*** Opening DATA FOR PROCESSING ***

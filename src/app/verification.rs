//! Payment verification against explorer data.
//!
//! Explorer adapters only know how to fetch transactions and address history. The scans here
//! decide whether a claimed payment (address, amount, optional time window) is present, deep
//! enough, and by how much it differs from what was ordered.
//!
//! Every scan is first-match: outputs are visited in the order the vendor returned them and the
//! first output paying the requested address settles the result. When a transaction pays the
//! same address more than once, later outputs are ignored even if their value is closer to the
//! ordered amount. Exhausting a scan without a match is always [`AppError::NotFound`].

use tracing::{debug, instrument};
use validator::Validate;

use crate::domain::{
    AddressVerifyRequest, Amount, AppError, Explorer, Transaction, TxVerifyRequest, Verification,
    VerifyResult,
};

/// History page size used when an adapter has no preference
pub const DEFAULT_HISTORY_LIMIT: usize = 10;

/// Relative tolerance for approximate amount matching
pub const DEFAULT_TOLERANCE: f64 = 0.0001;

/// How [`verify_by_address`] compares an output value with the requested amount
#[derive(Debug, Clone, Copy, PartialEq)]
pub enum AmountMatch {
    /// Atom-exact equality
    Exact,
    /// `|value - requested| <= tolerance * requested`
    Approximate { tolerance: f64 },
}

impl AmountMatch {
    pub fn approximate() -> Self {
        Self::Approximate {
            tolerance: DEFAULT_TOLERANCE,
        }
    }

    pub fn matches(&self, value: Amount, requested: Amount) -> bool {
        match *self {
            Self::Exact => value == requested,
            Self::Approximate { tolerance } => {
                let requested = requested.to_coins();
                (value.to_coins() - requested).abs() <= tolerance * requested
            }
        }
    }
}

/// Difference between what arrived on chain and what was ordered
#[derive(Debug, Clone, Copy, PartialEq)]
pub struct Discrepancy {
    pub missing_amount: Amount,
    pub missing_percent: f64,
}

impl Discrepancy {
    /// `missing = received - ordered`, as a percentage of `received`.
    ///
    /// Both are exactly zero when the amounts are equal, and the percentage is zero when nothing
    /// was received.
    pub fn between(received: Amount, ordered: Amount) -> Self {
        if received == ordered {
            return Self {
                missing_amount: Amount::ZERO,
                missing_percent: 0.0,
            };
        }
        let missing_amount = received - ordered;
        let missing_percent = if received.is_zero() {
            0.0
        } else {
            missing_amount.to_coins() / received.to_coins() * 100.0
        };
        Self {
            missing_amount,
            missing_percent,
        }
    }
}

/// Runs verification by transaction id when the request has one, otherwise by address history.
pub async fn verify_transaction<E>(
    explorer: &E,
    request: &TxVerifyRequest,
    history_limit: usize,
) -> Result<Verification, AppError>
where
    E: Explorer + ?Sized,
{
    match request.tx_id() {
        Some(tx_id) => verify_by_tx_id(explorer, tx_id, request).await,
        None => verify_by_address_history(explorer, request, history_limit).await,
    }
}

/// Fetches `tx_id` and settles on its first output paying `request.address`.
#[instrument(skip(explorer, request), fields(explorer = explorer.name(), address = %request.address))]
pub async fn verify_by_tx_id<E>(
    explorer: &E,
    tx_id: &str,
    request: &TxVerifyRequest,
) -> Result<Verification, AppError>
where
    E: Explorer + ?Sized,
{
    request.validate()?;
    let transaction = explorer.get_transaction(tx_id).await?;

    let value = transaction
        .outputs
        .iter()
        .find(|output| output.pays_to(&request.address))
        .map(|output| output.value);

    match value {
        Some(value) => settle(transaction, value, request),
        None => Err(AppError::NotFound(format!(
            "transaction {} has no output to {}",
            tx_id, request.address
        ))),
    }
}

/// Scans recent history of `request.address`, skipping entries older than `request.created_at`.
#[instrument(skip(explorer, request), fields(explorer = explorer.name(), address = %request.address))]
pub async fn verify_by_address_history<E>(
    explorer: &E,
    request: &TxVerifyRequest,
    limit: usize,
) -> Result<Verification, AppError>
where
    E: Explorer + ?Sized,
{
    request.validate()?;
    let history = explorer
        .get_txs_for_address(&request.address, limit, request.view_key.as_deref())
        .await?;
    debug!(count = history.txs.len(), "Scanning address history");

    for transaction in history.txs {
        if request.created_at.is_some_and(|created_at| transaction.time < created_at) {
            continue;
        }
        let value = transaction
            .outputs
            .iter()
            .find(|output| output.pays_to(&request.address))
            .map(|output| output.value);
        if let Some(value) = value {
            return settle(transaction, value, request);
        }
    }

    Err(AppError::NotFound(format!(
        "no matching payment to {} in the last {} transactions",
        request.address, limit
    )))
}

/// Scans recent history for an output to `request.address` whose value matches `rule`.
#[instrument(skip(explorer, request), fields(explorer = explorer.name(), address = %request.address))]
pub async fn verify_by_address<E>(
    explorer: &E,
    request: &AddressVerifyRequest,
    rule: AmountMatch,
    limit: usize,
) -> Result<VerifyResult, AppError>
where
    E: Explorer + ?Sized,
{
    request.validate()?;
    let requested = Amount::from_coins(request.amount)?;
    let history = explorer
        .get_txs_for_address(&request.address, limit, request.view_key.as_deref())
        .await?;

    let found = history
        .txs
        .iter()
        .flat_map(|tx| tx.outputs.iter())
        .find(|output| output.pays_to(&request.address) && rule.matches(output.value, requested));

    match found {
        Some(output) => Ok(VerifyResult {
            seen: true,
            verified: true,
            ordered_amount: requested,
            block_explorer_amount: output.value,
            missing_amount: Amount::ZERO,
            missing_percent: 0.0,
        }),
        None => Err(AppError::NotFound(format!(
            "no payment of {} to {}",
            requested, request.address
        ))),
    }
}

/// Applies the confirmation threshold and fills in the verification fields.
fn settle(
    mut transaction: Transaction,
    value: Amount,
    request: &TxVerifyRequest,
) -> Result<Verification, AppError> {
    transaction.seen = true;

    if transaction.confirmations < request.confirms_required {
        debug!(
            hash = %transaction.hash,
            confirmations = transaction.confirmations,
            required = request.confirms_required,
            "Payment seen, waiting for confirmations"
        );
        let confirmations = transaction.confirmations;
        return Ok(Verification::AwaitingConfirmations {
            transaction,
            confirmations,
            required: request.confirms_required,
        });
    }

    let ordered = Amount::from_coins(request.amount)?;
    let discrepancy = Discrepancy::between(value, ordered);

    transaction.verified = true;
    transaction.ordered_amount = ordered;
    transaction.block_explorer_amount = value;
    transaction.missing_amount = discrepancy.missing_amount;
    transaction.missing_percent = discrepancy.missing_percent;

    debug!(
        hash = %transaction.hash,
        received = %value,
        missing = %discrepancy.missing_amount,
        "Payment verified"
    );
    Ok(Verification::Verified(transaction))
}

#[cfg(test)]
mod tests {
    use super::*;
    use crate::domain::TxOutput;
    use crate::test_utils::MockExplorer;

    fn output(address: &str, coins: f64) -> TxOutput {
        TxOutput {
            addresses: vec![address.to_string()],
            value: Amount::from_coins(coins).unwrap(),
            ..Default::default()
        }
    }

    fn tx(hash: &str, confirmations: u64, outputs: Vec<TxOutput>) -> Transaction {
        Transaction {
            hash: hash.to_string(),
            confirmations,
            outputs,
            ..Default::default()
        }
    }

    #[test]
    fn test_discrepancy_is_exactly_zero_for_equal_amounts() {
        let a = Amount::from_coins(0.1 + 0.2).unwrap();
        let b = Amount::from_coins(0.3).unwrap();
        let d = Discrepancy::between(a, b);
        assert_eq!(d.missing_amount, Amount::ZERO);
        assert_eq!(d.missing_percent, 0.0);
    }

    #[test]
    fn test_discrepancy_percent_of_received() {
        let d = Discrepancy::between(
            Amount::from_coins(2.0).unwrap(),
            Amount::from_coins(1.5).unwrap(),
        );
        assert_eq!(d.missing_amount, Amount::from_coins(0.5).unwrap());
        assert!((d.missing_percent - 25.0).abs() < 1e-9);

        let under = Discrepancy::between(
            Amount::from_coins(1.0).unwrap(),
            Amount::from_coins(1.25).unwrap(),
        );
        assert_eq!(under.missing_amount, Amount::from_atoms(-25_000_000));
        assert!((under.missing_percent + 25.0).abs() < 1e-9);
    }

    #[test]
    fn test_discrepancy_zero_received() {
        let d = Discrepancy::between(Amount::ZERO, Amount::from_coins(1.0).unwrap());
        assert_eq!(d.missing_percent, 0.0);
    }

    #[test]
    fn test_amount_match_rules() {
        let requested = Amount::from_coins(100.0).unwrap();
        assert!(AmountMatch::Exact.matches(requested, requested));
        assert!(!AmountMatch::Exact.matches(Amount::from_coins(100.00001).unwrap(), requested));
        assert!(AmountMatch::approximate().matches(Amount::from_coins(100.009).unwrap(), requested));
        assert!(!AmountMatch::approximate().matches(Amount::from_coins(100.02).unwrap(), requested));
        assert!(!AmountMatch::approximate().matches(Amount::from_coins(200.0).unwrap(), requested));
    }

    #[tokio::test]
    async fn test_tx_id_strategy_verifies_exact_payment() {
        let explorer = MockExplorer::new().with_transaction(tx("t1", 1, vec![output("abc", 0.5)]));
        let request = TxVerifyRequest::new("abc", 0.5, 1).with_tx_id("t1");

        let verification = verify_transaction(&explorer, &request, DEFAULT_HISTORY_LIMIT)
            .await
            .unwrap();

        let tx = verification.transaction();
        assert!(verification.is_verified());
        assert!(tx.seen);
        assert!(tx.verified);
        assert_eq!(tx.missing_amount, Amount::ZERO);
        assert_eq!(tx.missing_percent, 0.0);
    }

    #[tokio::test]
    async fn test_tx_id_strategy_waits_for_confirmations() {
        let explorer = MockExplorer::new().with_transaction(tx("t1", 0, vec![output("abc", 0.5)]));
        let request = TxVerifyRequest::new("abc", 0.5, 1).with_tx_id("t1");

        let verification = verify_transaction(&explorer, &request, DEFAULT_HISTORY_LIMIT)
            .await
            .unwrap();

        assert!(verification.is_awaiting_confirmations());
        assert!(verification.transaction().seen);
        assert!(!verification.transaction().verified);
        assert!(verification.to_string().contains("(0/1)"));
    }

    #[tokio::test]
    async fn test_tx_id_strategy_takes_first_matching_output() {
        let explorer = MockExplorer::new().with_transaction(tx(
            "t1",
            3,
            vec![output("other", 9.0), output("abc", 0.4), output("abc", 0.5)],
        ));
        let request = TxVerifyRequest::new("abc", 0.5, 1).with_tx_id("t1");

        let tx = verify_transaction(&explorer, &request, DEFAULT_HISTORY_LIMIT)
            .await
            .unwrap()
            .into_transaction();

        assert_eq!(tx.block_explorer_amount, Amount::from_coins(0.4).unwrap());
        assert!(tx.missing_amount.atoms() < 0);
    }

    #[tokio::test]
    async fn test_tx_id_strategy_no_matching_output() {
        let explorer = MockExplorer::new().with_transaction(tx("t1", 3, vec![output("other", 0.5)]));
        let request = TxVerifyRequest::new("abc", 0.5, 1).with_tx_id("t1");

        let result = verify_transaction(&explorer, &request, DEFAULT_HISTORY_LIMIT).await;
        assert!(matches!(result, Err(AppError::NotFound(_))));
    }

    #[tokio::test]
    async fn test_history_strategy_respects_created_at() {
        let mut old = tx("old", 10, vec![output("abc", 0.5)]);
        old.time = 1_000;
        let mut fresh = tx("fresh", 2, vec![output("abc", 0.6)]);
        fresh.time = 2_000;
        // Newest first, as vendors return them
        let explorer = MockExplorer::new().with_history(vec![old.clone(), fresh.clone()]);

        let request = TxVerifyRequest::new("abc", 0.5, 1).with_created_at(1_500);
        let tx = verify_transaction(&explorer, &request, DEFAULT_HISTORY_LIMIT)
            .await
            .unwrap()
            .into_transaction();
        assert_eq!(tx.hash, "fresh");

        let request = TxVerifyRequest::new("abc", 0.5, 1).with_created_at(5_000);
        let result = verify_transaction(&explorer, &request, DEFAULT_HISTORY_LIMIT).await;
        assert!(matches!(result, Err(AppError::NotFound(_))));
    }

    #[tokio::test]
    async fn test_history_strategy_without_created_at_takes_first() {
        let explorer = MockExplorer::new().with_history(vec![
            tx("a", 0, vec![output("abc", 0.5)]),
            tx("b", 5, vec![output("abc", 0.5)]),
        ]);
        let request = TxVerifyRequest::new("abc", 0.5, 1);

        let verification = verify_transaction(&explorer, &request, DEFAULT_HISTORY_LIMIT)
            .await
            .unwrap();
        assert!(verification.is_awaiting_confirmations());
        assert_eq!(verification.transaction().hash, "a");
    }

    #[tokio::test]
    async fn test_fetch_errors_propagate() {
        let explorer = MockExplorer::failing("explorer down");
        let request = TxVerifyRequest::new("abc", 0.5, 1).with_tx_id("t1");

        let result = verify_transaction(&explorer, &request, DEFAULT_HISTORY_LIMIT).await;
        assert!(matches!(result, Err(AppError::Vendor { .. })));
    }

    #[tokio::test]
    async fn test_invalid_request_is_rejected_before_fetch() {
        let explorer = MockExplorer::failing("must not be called");
        let request = TxVerifyRequest::new("", 0.5, 1).with_tx_id("t1");

        let result = verify_transaction(&explorer, &request, DEFAULT_HISTORY_LIMIT).await;
        assert!(matches!(result, Err(AppError::Validation(_))));
    }

    #[tokio::test]
    async fn test_verify_by_address_exact_and_approximate() {
        let explorer = MockExplorer::new().with_history(vec![tx(
            "a",
            1,
            vec![output("abc", 1.00005)],
        )]);
        let request = AddressVerifyRequest {
            address: "abc".to_string(),
            amount: 1.0,
            view_key: None,
        };

        let exact = verify_by_address(&explorer, &request, AmountMatch::Exact, 25).await;
        assert!(matches!(exact, Err(AppError::NotFound(_))));

        let approx = verify_by_address(&explorer, &request, AmountMatch::approximate(), 25)
            .await
            .unwrap();
        assert!(approx.seen && approx.verified);
        assert_eq!(approx.missing_amount, Amount::ZERO);
        assert_eq!(approx.missing_percent, 0.0);
        assert_eq!(approx.block_explorer_amount, Amount::from_coins(1.00005).unwrap());
    }
}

*** Closing DATA FOR PROCESSING ***

WHAT NEEDS TO BE DONE => Return only those lines of the records that contain the string "NotFound".

EXPECTED ANSWER =>
//! ordered amount. Exhausting a scan without a match is always [`AppError::NotFound`].
        None => Err(AppError::NotFound(format!(
    Err(AppError::NotFound(format!(
        None => Err(AppError::NotFound(format!(
        assert!(matches!(result, Err(AppError::NotFound(_))));
        assert!(matches!(result, Err(AppError::NotFound(_))));
        assert!(matches!(exact, Err(AppError::NotFound(_))));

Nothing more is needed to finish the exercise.